When the built-in Firestore store does not fit, implement a custom aix.SessionStore so snapshots live in your own production data layer. This is the right approach for Cloud SQL, Spanner, Postgres, Redis-backed systems with durability, or application-specific storage that already handles user and tenant authorization.

A custom store implements snapshot reading and writing:

type SessionStore[State any] interface {
GetSnapshot(ctx context.Context, snapshotID string) (*aix.SessionSnapshot[State], error)
GetLatestSnapshot(ctx context.Context, sessionID string) (*aix.SessionSnapshot[State], error)
SaveSnapshot(
ctx context.Context,
snapshotID string,
fn func(existing *aix.SessionSnapshot[State]) (*aix.SessionSnapshot[State], error),
) (*aix.SessionSnapshot[State], error)
}
  • GetSnapshot loads a snapshot by exact ID.
  • GetLatestSnapshot loads the most recently created snapshot for a session, whatever its status. Use CreatedAt for recency, not UpdatedAt, because heartbeat writes update liveness without changing the conversation state. If two snapshots have the same CreatedAt, break ties deterministically. Parent IDs are lineage metadata for this lookup, not how the latest session snapshot is resolved.
  • SaveSnapshot must be atomic. In a database, run the read, callback, and write in one transaction or use optimistic concurrency with retries. The callback may return a snapshot to save, return nil, nil to skip the write, or return an error to fail the operation. Stores that retry on contention may call the callback more than once, so keep the callback free of external side effects.

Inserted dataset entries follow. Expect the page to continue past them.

//! Dynamic record value type.

use std::collections::BTreeMap;
use std::fmt;

/// A field-name to value mapping, kept in lexicographic key order.
pub type Object = BTreeMap<String, Value>;

/// A dynamic record value.
///
/// Records are value trees: every stored record is a [`Value::Object`] whose
/// fields may hold any variant, including nested objects and arrays.
/// Integers and floats are distinct variants so schema validation can tell
/// `30` from `30.5` without guessing.
#[derive(Debug, Clone, PartialEq)]
pub enum Value {
    /// Null value.
    Null,
    /// Boolean value.
    Bool(bool),
    /// Signed integer (full i64 range).
    Integer(i64),
    /// Double-precision float.
    Float(f64),
    /// Text string (UTF-8).
    Text(String),
    /// Array of values.
    Array(Vec<Value>),
    /// Object with string keys in lexicographic order.
    Object(Object),
}

impl Value {
    /// Creates an object value from field pairs.
    ///
    /// A repeated field name keeps the last value.
    pub fn object<K, I>(fields: I) -> Self
    where
        K: Into<String>,
        I: IntoIterator<Item = (K, Value)>,
    {
        Value::Object(fields.into_iter().map(|(k, v)| (k.into(), v)).collect())
    }

    /// Short name of this value's variant, used in error messages.
    pub fn type_name(&self) -> &'static str {
        match self {
            Value::Null => "null",
            Value::Bool(_) => "boolean",
            Value::Integer(_) => "integer",
            Value::Float(_) => "float",
            Value::Text(_) => "string",
            Value::Array(_) => "array",
            Value::Object(_) => "object",
        }
    }

    /// Number of arrays and objects on the longest path from this value to
    /// a leaf. Scalars have depth 0.
    pub fn depth(&self) -> usize {
        match self {
            Value::Array(items) => 1 + items.iter().map(Value::depth).max().unwrap_or(0),
            Value::Object(fields) => 1 + fields.values().map(Value::depth).max().unwrap_or(0),
            _ => 0,
        }
    }

    /// Check if this value is null.
    pub fn is_null(&self) -> bool {
        matches!(self, Value::Null)
    }

    /// Get this value as a boolean, if it is one.
    pub fn as_bool(&self) -> Option<bool> {
        match self {
            Value::Bool(b) => Some(*b),
            _ => None,
        }
    }

    /// Get this value as an integer, if it is one.
    pub fn as_integer(&self) -> Option<i64> {
        match self {
            Value::Integer(n) => Some(*n),
            _ => None,
        }
    }

    /// Get this value as a float. Integers are widened.
    #[allow(clippy::cast_precision_loss)]
    pub fn as_float(&self) -> Option<f64> {
        match self {
            Value::Float(f) => Some(*f),
            Value::Integer(n) => Some(*n as f64),
            _ => None,
        }
    }

    /// Get this value as a string, if it is a text string.
    pub fn as_text(&self) -> Option<&str> {
        match self {
            Value::Text(s) => Some(s),
            _ => None,
        }
    }

    /// Get this value as an array, if it is one.
    pub fn as_array(&self) -> Option<&[Value]> {
        match self {
            Value::Array(a) => Some(a),
            _ => None,
        }
    }

    /// Get this value as an object, if it is one.
    pub fn as_object(&self) -> Option<&Object> {
        match self {
            Value::Object(o) => Some(o),
            _ => None,
        }
    }

    /// Get this value as a mutable object, if it is one.
    pub fn as_object_mut(&mut self) -> Option<&mut Object> {
        match self {
            Value::Object(o) => Some(o),
            _ => None,
        }
    }

    /// Look up a field in this object value.
    pub fn get(&self, key: &str) -> Option<&Value> {
        self.as_object().and_then(|o| o.get(key))
    }
}

/// Renders the value as text.
///
/// Strings render without quotes, numbers and booleans in their usual form
/// (integral floats drop the fractional part), null as `null`, and arrays
/// and objects as compact JSON.
impl fmt::Display for Value {
    fn fmt(&self, f: &mut fmt::Formatter<'_>) -> fmt::Result {
        match self {
            Value::Null => f.write_str("null"),
            Value::Bool(b) => write!(f, "{b}"),
            Value::Integer(n) => write!(f, "{n}"),
            Value::Float(x) => write!(f, "{x}"),
            Value::Text(s) => f.write_str(s),
            Value::Array(_) | Value::Object(_) => write!(f, "{}", self.to_json()),
        }
    }
}

impl From<bool> for Value {
    fn from(b: bool) -> Self {
        Value::Bool(b)
    }
}

impl From<i64> for Value {
    fn from(n: i64) -> Self {
        Value::Integer(n)
    }
}

impl From<i32> for Value {
    fn from(n: i32) -> Self {
        Value::Integer(i64::from(n))
    }
}

impl From<f64> for Value {
    fn from(x: f64) -> Self {
        Value::Float(x)
    }
}

impl From<String> for Value {
    fn from(s: String) -> Self {
        Value::Text(s)
    }
}

impl From<&str> for Value {
    fn from(s: &str) -> Self {
        Value::Text(s.to_string())
    }
}

impl<T: Into<Value>> From<Vec<T>> for Value {
    fn from(v: Vec<T>) -> Self {
        Value::Array(v.into_iter().map(Into::into).collect())
    }
}

impl From<Object> for Value {
    fn from(o: Object) -> Self {
        Value::Object(o)
    }
}

impl From<()> for Value {
    fn from((): ()) -> Self {
        Value::Null
    }
}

The store owns identity. If snapshotID is empty, generate a fresh ID. If snapshotID is provided, persist that ID even if the callback returns a different one. Preserve a row’s existing session ID on update.

To support detached background work and abort, also implement aix.SnapshotSubscriber.

type SnapshotSubscriber interface {
OnSnapshotStatusChange(ctx context.Context, snapshotID string) <-chan aix.SnapshotStatus
}

The channel should yield the current status when a subscription starts, then yield later status changes until the context is canceled. The runtime uses this to notice when an abort flips a pending snapshot to aborted.

Stores that do not implement SnapshotSubscriber can still support server-managed state, snapshots, and GetLatestSnapshot. The runtime rejects detach attempts because it cannot signal background work to stop.

Store snapshots as sensitive user data. They can contain message history, custom state, artifacts, tool inputs, and generated outputs.

Scope every read and write by authenticated user, organization, or tenant. Do not rely on snapshot IDs alone as authorization. Derive tenancy from context.Context and apply it consistently in every store method.

Index by snapshot ID and by session ID plus creation time. GetLatestSnapshot should be efficient because it is the common path for continuing a conversation by sessionId.

Plan retention before launch. Snapshots are full conversation checkpoints, so long-running conversations and artifact-heavy agents can grow quickly.